Mindset is Everything but How Does It Relate To Nutrition?
If you have been following me for a while you already know that I teach the importance of connecting the mind and the body. You can’t truly achieve your wellness goals without working on both. Well, the same goes for how we look at nutrition.
The mindset we have will directly affect how we choose to fuel our bodies. I chatted with health coach Kimberly Daly of Mama Love, LLC to breakdown mindset and food.
NMFIT: What is the connection between mindset and food?
Kimberly Daly (KD): Food is deeply connected to our emotions, memories, and mental wellbeing. We celebrate life’s happy moments with dinner out, cake, and cocktails. And on a metabolic level, the calories we take in kickstart a process that engages the liver and releases feel-good hormones in the brain, like dopamine and serotonin. So, when we’re feeling down, food—especially, sugar—is often what we reach for to feel better. It reminds us of better times and literally gives us a hit of happiness.
But eating your feelings and riding the sugar-high roller coaster can set you up for some serious health issues, including weight gain, metabolic syndrome, even diabetes. That’s why it’s so important to be mindful of what you’re eating, and why.
If you’re experiencing depression or anxiety, it’s a good idea to talk to a psychologist or social worker who can help you organize your thoughts and get medical attention, if necessary. And from there you might notice a pattern of unhealthy habits that can exacerbate negative feelings, like not dealing with daily stressors, not getting enough exercise, and not sleeping enough. And that’s where food can go from contributive to corrective.

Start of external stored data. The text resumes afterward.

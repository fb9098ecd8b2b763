//! Library adapters and the registry that resolves them by name
//!
//! A [`LibraryAdapter`] binds the operation contracts to one matrix library's
//! native calls. Each `operation_*` method pays every one-time cost up front
//! (buffer allocation, workspace sizing, shape validation) and returns a
//! contract that only computes. An adapter that cannot perform an operation
//! returns [`Error::UnsupportedOperation`](crate::error::Error::UnsupportedOperation)
//! instead of a degraded result.
//!
//! The remaining methods (conversion, norm, chained multiply, subtract,
//! transpose) exist for verification and are never called on the timed path.

pub mod native;
#[cfg(feature = "nalgebra")]
pub mod nalgebra;
#[cfg(feature = "ndarray")]
pub mod ndarray;
mod registry;

pub use registry::{Library, LibraryRegistry};

use crate::error::{Error, Result};
use crate::matrix::{MatrixBuilder, MatrixHandle};
use crate::operation::{
    BoxedEvd, BoxedMutatingBinary, BoxedMutatingScalar, BoxedMutatingUnary, BoxedProducingBinary,
    BoxedProducingUnary, BoxedProperty, BoxedSolve, BoxedSvd,
};
use crate::reference::ReferenceMatrix;

/// Per-library factory of operation contracts.
pub trait LibraryAdapter: Clone + Send + Sync + 'static {
    /// The library's dense matrix type
    type Matrix: MatrixHandle;

    /// Registry key
    fn name(&self) -> &'static str;

    /// Builder for a zero `rows × cols` matrix
    fn builder(&self, rows: usize, cols: usize) -> MatrixBuilder<Self::Matrix> {
        MatrixBuilder::new(rows, cols)
    }

    /// `target = left + right`
    fn operation_add(&self) -> Result<BoxedMutatingBinary<Self::Matrix>>;

    /// `target = scalar · input`
    fn operation_scale(&self) -> Result<BoxedMutatingScalar<Self::Matrix>>;

    /// `left · right` into a fresh matrix
    fn operation_multiply_to_produce(&self) -> Result<BoxedProducingBinary<Self::Matrix>>;

    /// `target = left · right`; target must already be `left.rows × right.cols`
    fn operation_fill_by_multiplying(&self) -> Result<BoxedMutatingBinary<Self::Matrix>>;

    /// `body · X = rhs` for a `equations × variables` body and
    /// `equations × solutions` rhs. With `spd` set the adapter uses a solver
    /// for symmetric positive definite bodies.
    fn operation_equation_system_solver(
        &self,
        equations: usize,
        variables: usize,
        solutions: usize,
        spd: bool,
    ) -> Result<BoxedSolve<Self::Matrix>>;

    /// Eigenvectors of a symmetric `dim × dim` matrix
    fn operation_eigenvectors(&self, dim: usize) -> Result<BoxedMutatingUnary<Self::Matrix>>;

    /// `[D, V]` of a symmetric `dim × dim` matrix
    fn operation_evd(&self, dim: usize) -> Result<BoxedEvd<Self::Matrix>>;

    /// `[U, Σ, Vᵗ]` of a `dim × dim` matrix
    fn operation_svd(&self, dim: usize) -> Result<BoxedSvd<Self::Matrix>>;

    /// Moore-Penrose pseudoinverse of a `dim × dim` matrix
    fn operation_pseudoinverse(&self, dim: usize) -> Result<BoxedProducingUnary<Self::Matrix>>;

    /// Determinant of a `dim × dim` matrix
    fn operation_determinant(&self, dim: usize) -> Result<BoxedProperty<Self::Matrix>>;

    /// Copy into the interchange format. Exact for every finite value.
    fn to_reference(&self, matrix: &Self::Matrix) -> ReferenceMatrix {
        ReferenceMatrix::from_fn(matrix.rows(), matrix.cols(), |i, j| matrix.at(i, j))
    }

    /// Copy out of the interchange format. Exact for every finite value.
    fn from_reference(&self, reference: &ReferenceMatrix) -> Self::Matrix {
        let mut builder = self.builder(reference.rows(), reference.cols());
        for (i, row) in reference.as_rows().iter().enumerate() {
            for (j, &value) in row.iter().enumerate() {
                builder.set(i, j, value);
            }
        }
        builder.build()
    }

    /// Overwrite `destination` with `source`; shapes must match
    fn copy(&self, source: &Self::Matrix, destination: &mut Self::Matrix) -> Result<()>;

    /// Frobenius norm
    fn norm(&self, matrix: &Self::Matrix) -> f64;

    /// Left-to-right product of one or more factors
    fn multiply(&self, factors: &[&Self::Matrix]) -> Result<Self::Matrix>;

    /// `left - right`
    fn subtract(&self, left: &Self::Matrix, right: &Self::Matrix) -> Result<Self::Matrix>;

    /// `matrixᵀ`
    fn transpose(&self, matrix: &Self::Matrix) -> Self::Matrix;
}

/// Split a factor list into its head and tail, rejecting an empty list
pub(crate) fn split_factors<'a, M>(factors: &'a [&'a M]) -> Result<(&'a M, &'a [&'a M])> {
    factors
        .split_first()
        .map(|(first, rest)| (*first, rest))
        .ok_or_else(|| Error::invalid_argument("factors", "at least one factor is required"))
}
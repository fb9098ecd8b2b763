//! Library-agnostic view of a dense `f64` matrix and the builder used to fill one

use crate::error::{Error, Result};

/// An opaque, library-owned dense matrix of `f64`.
///
/// Implemented for every matrix type an adapter benchmarks. The shape of a
/// handle never changes after construction.
pub trait MatrixHandle: Clone + Send + Sync + 'static {
    /// Zero-filled `rows × cols` matrix
    fn zeros(rows: usize, cols: usize) -> Self;

    /// Number of rows
    fn rows(&self) -> usize;

    /// Number of columns
    fn cols(&self) -> usize;

    /// Entry at `(row, col)`
    fn at(&self, row: usize, col: usize) -> f64;

    /// Overwrite the entry at `(row, col)`
    fn set_at(&mut self, row: usize, col: usize, value: f64);

    /// `(rows, cols)`
    fn shape(&self) -> (usize, usize) {
        (self.rows(), self.cols())
    }
}

/// Fails with a shape mismatch unless `matrix` is exactly `expected`
pub fn check_shape<M: MatrixHandle>(matrix: &M, expected: (usize, usize)) -> Result<()> {
    if matrix.shape() != expected {
        return Err(Error::shape_mismatch(expected, matrix.shape()));
    }
    Ok(())
}

/// Fails with a shape mismatch unless `matrix` is square, returning its order
pub fn check_square<M: MatrixHandle>(matrix: &M) -> Result<usize> {
    let (m, n) = matrix.shape();
    if m != n {
        return Err(Error::shape_mismatch((m, m), (m, n)));
    }
    Ok(n)
}

/// Fails with a shape mismatch unless `left · right` is defined, returning
/// the product shape
pub fn check_product<M: MatrixHandle>(left: &M, right: &M) -> Result<(usize, usize)> {
    if left.cols() != right.rows() {
        return Err(Error::shape_mismatch(
            (left.cols(), right.cols()),
            right.shape(),
        ));
    }
    Ok((left.rows(), right.cols()))
}

/// Builds a matrix handle entry by entry.
///
/// `get` always returns the handle owned by this builder, not a copy.
///
/// # Panics
///
/// `set` panics when `row` or `col` is out of range.
#[derive(Debug, Clone)]
pub struct MatrixBuilder<M> {
    matrix: M,
}

impl<M: MatrixHandle> MatrixBuilder<M> {
    /// Start from a zero `rows × cols` matrix
    pub fn new(rows: usize, cols: usize) -> Self {
        Self {
            matrix: M::zeros(rows, cols),
        }
    }

    /// Set one entry
    pub fn set(&mut self, row: usize, col: usize, value: f64) -> &mut Self {
        let (rows, cols) = self.matrix.shape();
        assert!(
            row < rows && col < cols,
            "entry ({row}, {col}) out of range for {rows}x{cols} matrix"
        );
        self.matrix.set_at(row, col, value);
        self
    }

    /// The matrix being built
    pub fn get(&self) -> &M {
        &self.matrix
    }

    /// Finish building and take ownership of the matrix
    pub fn build(self) -> M {
        self.matrix
    }
}
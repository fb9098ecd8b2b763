//! Adapter over the in-crate row-major kernels
//!
//! Every decomposition contract owns its workspace, sized when the contract
//! is prepared, so `execute` performs no allocation except where the
//! contract itself is producing.

use super::{LibraryAdapter, split_factors};
use crate::error::{Error, Result};
use crate::matrix::{MatrixHandle, check_product, check_shape, check_square};
use crate::native::decompositions::{cholesky_in_place, determinant_in_place, lu_in_place};
use crate::native::matrix_ops::{
    add_into, frobenius_norm, matmul_into, pseudoinverse_from_svd, scale_into, sub_into,
    transpose_into,
};
use crate::native::solvers::{cholesky_solve_in_place, lu_solve_in_place};
use crate::native::{DenseMatrix, SvdWorkspace, SymmetricEigenWorkspace};
use crate::operation::{
    BoxedEvd, BoxedMutatingBinary, BoxedMutatingScalar, BoxedMutatingUnary, BoxedProducingBinary,
    BoxedProducingUnary, BoxedProperty, BoxedSolve, BoxedSvd, DecompositionOperation, EvdFactors,
    MutatingUnaryOperation, ProducingUnaryOperation, PropertyOperation, SolveOperation,
    SvdFactors,
};

/// Registry key of the native library
pub const NAME: &str = "native";

/// The in-crate dense kernels.
#[derive(Debug, Clone, Copy, Default)]
pub struct NativeLibrary;

impl LibraryAdapter for NativeLibrary {
    type Matrix = DenseMatrix;

    fn name(&self) -> &'static str {
        NAME
    }

    fn operation_add(&self) -> Result<BoxedMutatingBinary<DenseMatrix>> {
        Ok(Box::new(
            |left: &DenseMatrix, right: &DenseMatrix, target: &mut DenseMatrix| -> Result<()> {
                check_shape(right, left.shape())?;
                check_shape(target, left.shape())?;
                add_into(left.as_slice(), right.as_slice(), target.as_mut_slice());
                Ok(())
            },
        ))
    }

    fn operation_scale(&self) -> Result<BoxedMutatingScalar<DenseMatrix>> {
        Ok(Box::new(
            |input: &DenseMatrix, scalar: f64, target: &mut DenseMatrix| -> Result<()> {
                check_shape(target, input.shape())?;
                scale_into(input.as_slice(), scalar, target.as_mut_slice());
                Ok(())
            },
        ))
    }

    fn operation_multiply_to_produce(&self) -> Result<BoxedProducingBinary<DenseMatrix>> {
        Ok(Box::new(|left: &DenseMatrix, right: &DenseMatrix| -> Result<DenseMatrix> {
            let (m, n) = check_product(left, right)?;
            let mut product = DenseMatrix::zeros(m, n);
            matmul_into(
                left.as_slice(),
                right.as_slice(),
                product.as_mut_slice(),
                m,
                left.cols(),
                n,
            );
            Ok(product)
        }))
    }

    fn operation_fill_by_multiplying(&self) -> Result<BoxedMutatingBinary<DenseMatrix>> {
        Ok(Box::new(
            |left: &DenseMatrix, right: &DenseMatrix, target: &mut DenseMatrix| -> Result<()> {
                let (m, n) = check_product(left, right)?;
                check_shape(target, (m, n))?;
                matmul_into(
                    left.as_slice(),
                    right.as_slice(),
                    target.as_mut_slice(),
                    m,
                    left.cols(),
                    n,
                );
                Ok(())
            },
        ))
    }

    fn operation_equation_system_solver(
        &self,
        equations: usize,
        variables: usize,
        solutions: usize,
        spd: bool,
    ) -> Result<BoxedSolve<DenseMatrix>> {
        Ok(Box::new(NativeSolver::new(
            equations, variables, solutions, spd,
        )?))
    }

    fn operation_eigenvectors(&self, dim: usize) -> Result<BoxedMutatingUnary<DenseMatrix>> {
        Ok(Box::new(NativeEigenvectors {
            workspace: SymmetricEigenWorkspace::new(dim),
            values: vec![0.0; dim],
            vectors: DenseMatrix::zeros(dim, dim),
        }))
    }

    fn operation_evd(&self, dim: usize) -> Result<BoxedEvd<DenseMatrix>> {
        Ok(Box::new(NativeEvd {
            workspace: SymmetricEigenWorkspace::new(dim),
            values: vec![0.0; dim],
            factors: EvdFactors::zeros(dim),
        }))
    }

    fn operation_svd(&self, dim: usize) -> Result<BoxedSvd<DenseMatrix>> {
        Ok(Box::new(NativeSvd {
            workspace: SvdWorkspace::new(dim, dim)?,
            singular_values: vec![0.0; dim],
            factors: SvdFactors::zeros(dim),
        }))
    }

    fn operation_pseudoinverse(&self, dim: usize) -> Result<BoxedProducingUnary<DenseMatrix>> {
        Ok(Box::new(NativePseudoinverse {
            workspace: SvdWorkspace::new(dim, dim)?,
            u: vec![0.0; dim * dim],
            s: vec![0.0; dim],
            vt: vec![0.0; dim * dim],
        }))
    }

    fn operation_determinant(&self, dim: usize) -> Result<BoxedProperty<DenseMatrix>> {
        Ok(Box::new(NativeDeterminant {
            lu: vec![0.0; dim * dim],
            pivots: vec![0; dim],
        }))
    }

    fn copy(&self, source: &DenseMatrix, destination: &mut DenseMatrix) -> Result<()> {
        check_shape(destination, source.shape())?;
        destination.copy_from(source);
        Ok(())
    }

    fn norm(&self, matrix: &DenseMatrix) -> f64 {
        frobenius_norm(matrix.as_slice())
    }

    fn multiply(&self, factors: &[&DenseMatrix]) -> Result<DenseMatrix> {
        let (first, rest) = split_factors(factors)?;
        let mut acc = first.clone();
        for factor in rest {
            let (m, n) = check_product(&acc, factor)?;
            let mut next = DenseMatrix::zeros(m, n);
            matmul_into(
                acc.as_slice(),
                factor.as_slice(),
                next.as_mut_slice(),
                m,
                acc.cols(),
                n,
            );
            acc = next;
        }
        Ok(acc)
    }

    fn subtract(&self, left: &DenseMatrix, right: &DenseMatrix) -> Result<DenseMatrix> {
        check_shape(right, left.shape())?;
        let mut out = DenseMatrix::zeros(left.rows(), left.cols());
        sub_into(left.as_slice(), right.as_slice(), out.as_mut_slice());
        Ok(out)
    }

    fn transpose(&self, matrix: &DenseMatrix) -> DenseMatrix {
        let (m, n) = matrix.shape();
        let mut out = DenseMatrix::zeros(n, m);
        transpose_into(matrix.as_slice(), out.as_mut_slice(), m, n);
        out
    }
}

/// Square solver: Cholesky for SPD bodies, partial-pivot LU otherwise.
struct NativeSolver {
    spd: bool,
    equations: usize,
    solutions: usize,
    factors: Vec<f64>,
    pivots: Vec<usize>,
    solution: DenseMatrix,
}

impl NativeSolver {
    fn new(equations: usize, variables: usize, solutions: usize, spd: bool) -> Result<Self> {
        if equations != variables {
            return Err(Error::invalid_argument(
                "variables",
                format!("native solver handles square systems only, got {equations}x{variables}"),
            ));
        }
        Ok(Self {
            spd,
            equations,
            solutions,
            factors: vec![0.0; equations * equations],
            pivots: vec![0; equations],
            solution: DenseMatrix::zeros(variables, solutions),
        })
    }
}

impl SolveOperation<DenseMatrix> for NativeSolver {
    fn execute(&mut self, body: &DenseMatrix, rhs: &DenseMatrix) -> Result<&DenseMatrix> {
        let n = self.equations;
        check_shape(body, (n, n))?;
        check_shape(rhs, (n, self.solutions))?;

        self.factors.copy_from_slice(body.as_slice());
        self.solution.copy_from(rhs);
        if self.spd {
            cholesky_in_place(&mut self.factors, n)?;
            cholesky_solve_in_place(&self.factors, n, self.solution.as_mut_slice(), self.solutions);
        } else {
            lu_in_place(&mut self.factors, n, &mut self.pivots)?;
            lu_solve_in_place(
                &self.factors,
                n,
                &self.pivots,
                self.solution.as_mut_slice(),
                self.solutions,
            );
        }
        Ok(&self.solution)
    }
}

struct NativeEigenvectors {
    workspace: SymmetricEigenWorkspace,
    values: Vec<f64>,
    vectors: DenseMatrix,
}

impl MutatingUnaryOperation<DenseMatrix> for NativeEigenvectors {
    fn execute(&mut self, input: &DenseMatrix) -> Result<&DenseMatrix> {
        let n = self.workspace.order();
        check_shape(input, (n, n))?;
        self.workspace.decompose(
            input.as_slice(),
            &mut self.values,
            self.vectors.as_mut_slice(),
        )?;
        Ok(&self.vectors)
    }
}

struct NativeEvd {
    workspace: SymmetricEigenWorkspace,
    values: Vec<f64>,
    factors: EvdFactors<DenseMatrix>,
}

impl DecompositionOperation<DenseMatrix, EvdFactors<DenseMatrix>> for NativeEvd {
    fn execute(&mut self, input: &DenseMatrix) -> Result<&EvdFactors<DenseMatrix>> {
        let n = self.workspace.order();
        check_shape(input, (n, n))?;
        self.workspace.decompose(
            input.as_slice(),
            &mut self.values,
            self.factors.vectors.as_mut_slice(),
        )?;
        // Off-diagonal entries of D are never written, so they stay zero
        for (i, &value) in self.values.iter().enumerate() {
            self.factors.values[(i, i)] = value;
        }
        Ok(&self.factors)
    }
}

struct NativeSvd {
    workspace: SvdWorkspace,
    singular_values: Vec<f64>,
    factors: SvdFactors<DenseMatrix>,
}

impl DecompositionOperation<DenseMatrix, SvdFactors<DenseMatrix>> for NativeSvd {
    fn execute(&mut self, input: &DenseMatrix) -> Result<&SvdFactors<DenseMatrix>> {
        check_shape(input, self.workspace.shape())?;
        self.workspace.decompose(
            input.as_slice(),
            self.factors.left.as_mut_slice(),
            &mut self.singular_values,
            self.factors.right.as_mut_slice(),
        )?;
        for (i, &sigma) in self.singular_values.iter().enumerate() {
            self.factors.middle[(i, i)] = sigma;
        }
        Ok(&self.factors)
    }
}

/// Pseudoinverse through the SVD; the output is allocated per call.
struct NativePseudoinverse {
    workspace: SvdWorkspace,
    u: Vec<f64>,
    s: Vec<f64>,
    vt: Vec<f64>,
}

impl ProducingUnaryOperation<DenseMatrix> for NativePseudoinverse {
    fn execute(&mut self, input: &DenseMatrix) -> Result<DenseMatrix> {
        let (m, n) = self.workspace.shape();
        check_shape(input, (m, n))?;
        self.workspace
            .decompose(input.as_slice(), &mut self.u, &mut self.s, &mut self.vt)?;
        let mut out = DenseMatrix::zeros(n, m);
        pseudoinverse_from_svd(&self.u, &self.s, &self.vt, out.as_mut_slice(), m, n);
        Ok(out)
    }
}

struct NativeDeterminant {
    lu: Vec<f64>,
    pivots: Vec<usize>,
}

impl PropertyOperation<DenseMatrix> for NativeDeterminant {
    fn execute(&mut self, input: &DenseMatrix) -> Result<f64> {
        let n = check_square(input)?;
        check_shape(input, (self.pivots.len(), self.pivots.len()))?;
        self.lu.copy_from_slice(input.as_slice());
        Ok(determinant_in_place(&mut self.lu, n, &mut self.pivots))
    }
}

NMFIT: If you are struggling with maintaining a healthy lifestyle are there certain ways to approach food more mindfully?
KD: Instead of using food to simply feel good at the moment, you can use it to help correct the nutritional imbalances and underlying lifestyle issues that are amplifying your negative emotions and bad moods.
Exercise is known to boost endorphins, but it’s hard to work out when you’re low on energy, so make sure you’re eating at regular intervals and getting enough protein throughout the day. Reach for healthy, whole-food sources, like nuts, beans, lean meats, and reduced-fat dairy.
Skimping on sleep has been shown to put the body in a state of stress and increase your risk of depression and anxiety, so aim for seven to nine hours of snooze time. If you have trouble falling asleep, you might benefit from eating foods rich in omega-3s, magnesium, and melatonin, a hormone naturally produced by the body that helps regulate sleep. Tart cherries, almonds, walnuts, and wild-caught salmon should all be on your grocery list.
You can also use food to help you destress. Don’t get me wrong, stress eating and emotional eating are unhealthy. Period. But there are nutrients in food that can help your body manage the hormonal response to stress. Anti-inflammatories and adaptogens found in herbs and spices, like turmeric, ginger, holy basil, and chamomile, are great examples. And, when eaten mindfully, even something sweet, like an orange wedge or a piece of dark chocolate, can help you recenter and come back to the present moment. It’s all about being in control—place that square of chocolate on your tongue and use all of your senses to be in the moment. Being present allows your mind to relax, for the cortisol and adrenaline levels to ease up, and for your body to recognize there is no imminent danger, no bear to run from.
NMFIT: What foods boost mood? What are healthy comforting foods? Foods to turn to when depressed.
KD: There’s no doubt that carbs can boost your mood by directly impacting the release of insulin and serotonin, so the first thing to consider when you’re upset or down is: Are you hungry? When was the last time you ate? We all joke about being hangry, but there’s truth to it. And if you’re not careful, a low carb eating plan can do a number on your emotions. That’s why eating more often throughout the day—whether that means more small meals or more big snacks—is key. And adding nutrient-dense, vitamin-packed carbs to those meals can help, too.
One of the healthiest, most comforting foods you can reach for are sweet potatoes. Not only are they high in fiber, which has been shown to support the good bacteria in your gut and improve your emotional wellbeing, but they’re loaded with beta carotene, an antioxidant that has been linked to higher levels of optimism. Just be sure to opt for a medium, sweet potato roasted with olive oil, instead of that slice of sweet potato pie to keep the sugar in check.